Los compañeros de Galíndez, en cambio, se suman al plan para tapar los agujeros por los que poco a poco se les escurren los sueños. Los dos milloncejos que les van a tocar en el reparto no les van a cambiar la vida, ni ellos, tampoco, quieren cambiarla. Sólo quieren vivir mejor, hacerse clase media, sobrellevar las penurias insoslayables con más alegría y desahogo. Presumir ante el vecindario; salir a cenar los sábados por la noche; comprarse un televisor; quizá, un coche barato para viajar a la sierra los domingos, a respirar el aire puro y escuchar los partidos del fútbol al mismo tiempo que el trinar de los pájaros.

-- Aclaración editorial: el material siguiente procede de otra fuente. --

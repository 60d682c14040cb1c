//! Port definitions (trait abstractions) for external systems.
//!
//! Ports define the interfaces that the core domain expects from infrastructure.
//! They contain no implementation details and use only domain types.
//!
//! # Design Rules
//!
//! - No `sqlx` or `reqwest` types in any signature
//! - Each port has its own error type, mapped at the adapter boundary
//! - `PipelineError` is what callers of a run see

pub mod catalog;
pub mod source;
pub mod store;

use std::sync::Arc;
use thiserror::Error;

pub use catalog::PokemonCatalogPort;
pub use source::{PokemonSourcePort, SourceError, SourceResult};
pub use store::PokemonStorePort;

/// Container for the storage trait objects.
///
/// Lives in core so services can be wired without depending on `pokepipe-db`.
///
/// # Example
///
/// ```ignore
/// let repos = pokepipe_db::RepositoryFactory::new(pool).build_repos();
/// let catalog = CatalogService::new(repos.catalog.clone());
/// ```
#[derive(Clone)]
pub struct Repos {
    /// Write side: schema management and batch loading.
    pub store: Arc<dyn PokemonStorePort>,
    /// Read side: browsing persisted data.
    pub catalog: Arc<dyn PokemonCatalogPort>,
}

impl Repos {
    /// Create a new Repos container.
    pub fn new(store: Arc<dyn PokemonStorePort>, catalog: Arc<dyn PokemonCatalogPort>) -> Self {
        Self { store, catalog }
    }
}

/// Domain-specific errors for repository operations.
///
/// This error type abstracts away storage implementation details (e.g., sqlx errors)
/// and provides a clean interface for services to handle storage failures.
#[derive(Debug, Error)]
pub enum RepositoryError {
    /// The requested entity was not found.
    #[error("Not found: {0}")]
    NotFound(String),

    /// Storage backend error (database, filesystem, etc.).
    #[error("Storage error: {0}")]
    Storage(String),

    /// A constraint was violated (e.g., foreign key, unique constraint).
    #[error("Constraint violation: {0}")]
    Constraint(String),
}

/// Errors raised while normalizing a detail payload.
#[derive(Debug, Clone, PartialEq, Eq, Error)]
pub enum TransformError {
    /// The payload is missing a field or has the wrong shape.
    #[error("Malformed payload: {message}")]
    MalformedPayload { message: String },

    /// A reference locator has no trailing numeric id.
    #[error("Locator has no numeric id: {locator}")]
    InvalidLocator { locator: String },
}

/// Error type for a pipeline run.
///
/// This is the canonical error type used across the core domain.
/// Adapters should map this to their own error types (CLI exit codes).
#[derive(Debug, Error)]
pub enum PipelineError {
    /// Fetching from the remote API failed after all attempts.
    #[error(transparent)]
    Network(#[from] SourceError),

    /// A detail payload could not be normalized.
    #[error(transparent)]
    MalformedPayload(#[from] TransformError),

    /// Loading or reading the store failed.
    #[error(transparent)]
    Persistence(#[from] RepositoryError),

    /// Validation error (invalid input).
    #[error("Validation error: {0}")]
    Validation(String),

    /// Configuration error.
    #[error("Configuration error: {0}")]
    Configuration(String),
}

impl PipelineError {
    pub const fn is_network(&self) -> bool {
        matches!(self, Self::Network(_))
    }

    pub const fn is_malformed_payload(&self) -> bool {
        matches!(self, Self::MalformedPayload(_))
    }

    pub const fn is_persistence(&self) -> bool {
        matches!(self, Self::Persistence(_))
    }
}

impl From<crate::config::ConfigError> for PipelineError {
    fn from(err: crate::config::ConfigError) -> Self {
        Self::Configuration(err.to_string())
    }
}

#[cfg(test)]
mod tests {
    use super::*;

    #[test]
    fn source_errors_are_network_errors() {
        let err = PipelineError::from(SourceError::Status {
            status: 503,
            url: "https://pokeapi.co/api/v2/pokemon/1".to_string(),
        });
        assert!(err.is_network());
        assert!(!err.is_persistence());
        assert!(err.to_string().contains("503"));
    }

    #[test]
    fn transform_errors_are_malformed_payloads() {
        let err = PipelineError::from(TransformError::MalformedPayload {
            message: "missing field `id`".to_string(),
        });
        assert!(err.is_malformed_payload());
        assert!(!err.is_network());
    }

    #[test]
    fn repository_errors_are_persistence_errors() {
        let err = PipelineError::from(RepositoryError::Storage("disk full".to_string()));
        assert!(err.is_persistence());
        assert_eq!(err.to_string(), "Storage error: disk full");
    }
}
//! Canonical records produced by the transformer and consumed by the loader.

use serde::{Deserialize, Serialize};
use std::collections::BTreeMap;

/// A type association of one record.
#[derive(Debug, Clone, PartialEq, Eq, Serialize, Deserialize)]
pub struct TypeSlot {
    pub type_id: i64,
    pub name: String,
    pub slot: i64,
}

/// An ability association of one record.
#[derive(Debug, Clone, PartialEq, Eq, Serialize, Deserialize)]
pub struct AbilitySlot {
    pub ability_id: i64,
    pub name: String,
    /// Hidden abilities are not normally obtainable.
    pub is_hidden: bool,
    pub slot: i64,
}

/// A stat association of one record.
#[derive(Debug, Clone, PartialEq, Eq, Serialize, Deserialize)]
pub struct StatValue {
    pub stat_id: i64,
    pub name: String,
    pub base_value: i64,
    pub effort: i64,
}

/// Normalized form of one detail payload.
///
/// All ids come from the remote system, which is what keeps repeated loads
/// idempotent.
#[derive(Debug, Clone, PartialEq, Serialize, Deserialize)]
pub struct CanonicalRecord {
    pub id: i64,
    pub name: String,
    pub base_experience: Option<i64>,
    pub height_cm: i64,
    pub weight_kg: f64,
    /// `None` exactly when `height_cm` is zero.
    pub bmi: Option<f64>,
    pub sprite_url: Option<String>,
    pub types: Vec<TypeSlot>,
    pub abilities: Vec<AbilitySlot>,
    pub stats: Vec<StatValue>,
}

/// Distinct reference entities (types, abilities, stats) of a batch, keyed by id.
///
/// When the same id shows up with different names, the last one seen wins.
#[derive(Debug, Clone, Default, PartialEq, Eq)]
pub struct ReferenceEntities {
    pub types: BTreeMap<i64, String>,
    pub abilities: BTreeMap<i64, String>,
    pub stats: BTreeMap<i64, String>,
}

impl ReferenceEntities {
    /// Collect the distinct reference entities of a batch.
    pub fn collect(batch: &[CanonicalRecord]) -> Self {
        let mut refs = Self::default();
        for record in batch {
            for t in &record.types {
                refs.types.insert(t.type_id, t.name.clone());
            }
            for a in &record.abilities {
                refs.abilities.insert(a.ability_id, a.name.clone());
            }
            for s in &record.stats {
                refs.stats.insert(s.stat_id, s.name.clone());
            }
        }
        refs
    }

    /// Total number of distinct entities across all three kinds.
    pub fn len(&self) -> usize {
        self.types.len() + self.abilities.len() + self.stats.len()
    }

    pub fn is_empty(&self) -> bool {
        self.len() == 0
    }
}
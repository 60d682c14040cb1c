//! Pipeline service - sequences fetch, transform and load for one run.

use std::sync::Arc;

use serde::{Deserialize, Serialize};
use tracing::{debug, info};

use crate::domain::{CanonicalRecord, ListingItem};
use crate::ports::{PipelineError, PokemonSourcePort, PokemonStorePort};
use crate::transform::transform_batch;

/// Outcome of one run.
#[derive(Debug, Clone, Copy, PartialEq, Eq, Serialize, Deserialize)]
pub struct RunSummary {
    /// Number of items in the listing page.
    pub requested: usize,
    /// Number of records persisted by the load.
    pub loaded: usize,
}

/// Orchestrates one extract/transform/load run.
///
/// Errors from any stage propagate unchanged; the service does no recovery.
pub struct PipelineService {
    source: Arc<dyn PokemonSourcePort>,
    store: Arc<dyn PokemonStorePort>,
}

impl PipelineService {
    /// Create a new pipeline service.
    pub fn new(source: Arc<dyn PokemonSourcePort>, store: Arc<dyn PokemonStorePort>) -> Self {
        Self { source, store }
    }

    /// Fetch `limit` items starting at `offset`, normalize them and load them.
    pub async fn run(&self, limit: u32, offset: u32) -> Result<RunSummary, PipelineError> {
        validate_limit(limit)?;
        info!(limit, offset, "Starting pipeline run");

        self.store.ensure_schema().await?;

        let (listing, batch) = self.extract_and_transform(limit, offset).await?;

        debug!(records = batch.len(), "Loading batch");
        let loaded = self.store.load_batch(&batch).await?;

        let summary = RunSummary {
            requested: listing.len(),
            loaded,
        };
        info!(
            requested = summary.requested,
            loaded = summary.loaded,
            "Pipeline run complete"
        );
        Ok(summary)
    }

    /// Fetch and normalize without touching the store.
    pub async fn extract_transform(
        &self,
        limit: u32,
        offset: u32,
    ) -> Result<Vec<CanonicalRecord>, PipelineError> {
        validate_limit(limit)?;
        let (_, batch) = self.extract_and_transform(limit, offset).await?;
        Ok(batch)
    }

    /// Create the schema if missing.
    pub async fn ensure_schema(&self) -> Result<(), PipelineError> {
        self.store.ensure_schema().await.map_err(PipelineError::from)
    }

    /// Drop every table and its data.
    pub async fn wipe(&self) -> Result<(), PipelineError> {
        self.store.wipe().await.map_err(PipelineError::from)
    }

    async fn extract_and_transform(
        &self,
        limit: u32,
        offset: u32,
    ) -> Result<(Vec<ListingItem>, Vec<CanonicalRecord>), PipelineError> {
        let listing = self.source.fetch_listing(limit, offset).await?;
        debug!(items = listing.len(), "Fetched listing");

        let targets = detail_targets(&listing);
        let payloads = self.source.fetch_details(&targets).await?;
        debug!(payloads = payloads.len(), "Fetched details");

        let batch = transform_batch(&payloads)?;
        Ok((listing, batch))
    }
}

/// Detail fetch targets for a listing, in listing order.
fn detail_targets(listing: &[ListingItem]) -> Vec<String> {
    listing
        .iter()
        .map(|item| item.detail_target().to_string())
        .collect()
}

fn validate_limit(limit: u32) -> Result<(), PipelineError> {
    if limit == 0 {
        return Err(PipelineError::Validation(
            "limit must be a positive integer".to_string(),
        ));
    }
    Ok(())
}
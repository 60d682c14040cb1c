use clap::{CommandFactory, Parser};
use tracing_subscriber::EnvFilter;

use pokepipe_cli::error::exit_code_for;
use pokepipe_cli::{Cli, CliConfig, CliContext, Commands, bootstrap, handlers};

#[tokio::main]
async fn main() {
    // Load .env before clap and the settings read the environment
    dotenvy::dotenv().ok();

    let cli = Cli::parse();
    init_tracing(cli.verbose);

    if let Err(err) = run(cli).await {
        eprintln!("Error: {err:#}");
        std::process::exit(exit_code_for(&err));
    }
}

fn init_tracing(verbose: bool) {
    let default_level = if verbose { "debug" } else { "info" };
    let filter =
        EnvFilter::try_from_default_env().unwrap_or_else(|_| EnvFilter::new(default_level));
    tracing_subscriber::fmt()
        .with_env_filter(filter)
        .with_writer(std::io::stderr)
        .init();
}

async fn run(cli: Cli) -> anyhow::Result<()> {
    let Some(command) = cli.command else {
        Cli::command().print_help()?;
        println!();
        return Ok(());
    };

    let config = CliConfig::from_env(cli.db_path)?;
    let ctx: CliContext = bootstrap(config).await?;

    match command {
        Commands::Run { limit, offset } => handlers::run::execute(&ctx, limit, offset).await,
        Commands::InitDb => handlers::init_db::execute(&ctx).await,
        Commands::Wipe { force } => handlers::wipe::execute(&ctx, force).await,
        Commands::List { name, types } => handlers::list::execute(&ctx, name, types).await,
        Commands::Show { name } => handlers::show::execute(&ctx, &name).await,
        Commands::Types => handlers::types::execute(&ctx).await,
        Commands::Counts => handlers::counts::execute(&ctx).await,
    }
}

Atraco a las 3 ha recobrado una vigencia inesperada. Hay algo en las caras de los actores, algo de la necesidad y la amargura que esas gentes vivieron en la posguerra, que está regresando a los rostros de los trabajadores, y sobre todo no-trabajadores, que ahora son mayoría. Aún no pasamos hambre, pero ya estamos empezando a comer mierda muy barata.  En un viaje de ida y vuelta que ha durado cincuenta años, estamos otra vez como al principio, viendo pasar los billetes que otros desfalcan, o directamente utilizan para limpiarse al culo. En esto se quedó la Transición, y la amada Monarquía, y los primeros de Mayo de banderas rojas y banderas tricolores, exhibidas en libertad. El 15-M, querido Pablo, ya es otra revolución fracasada.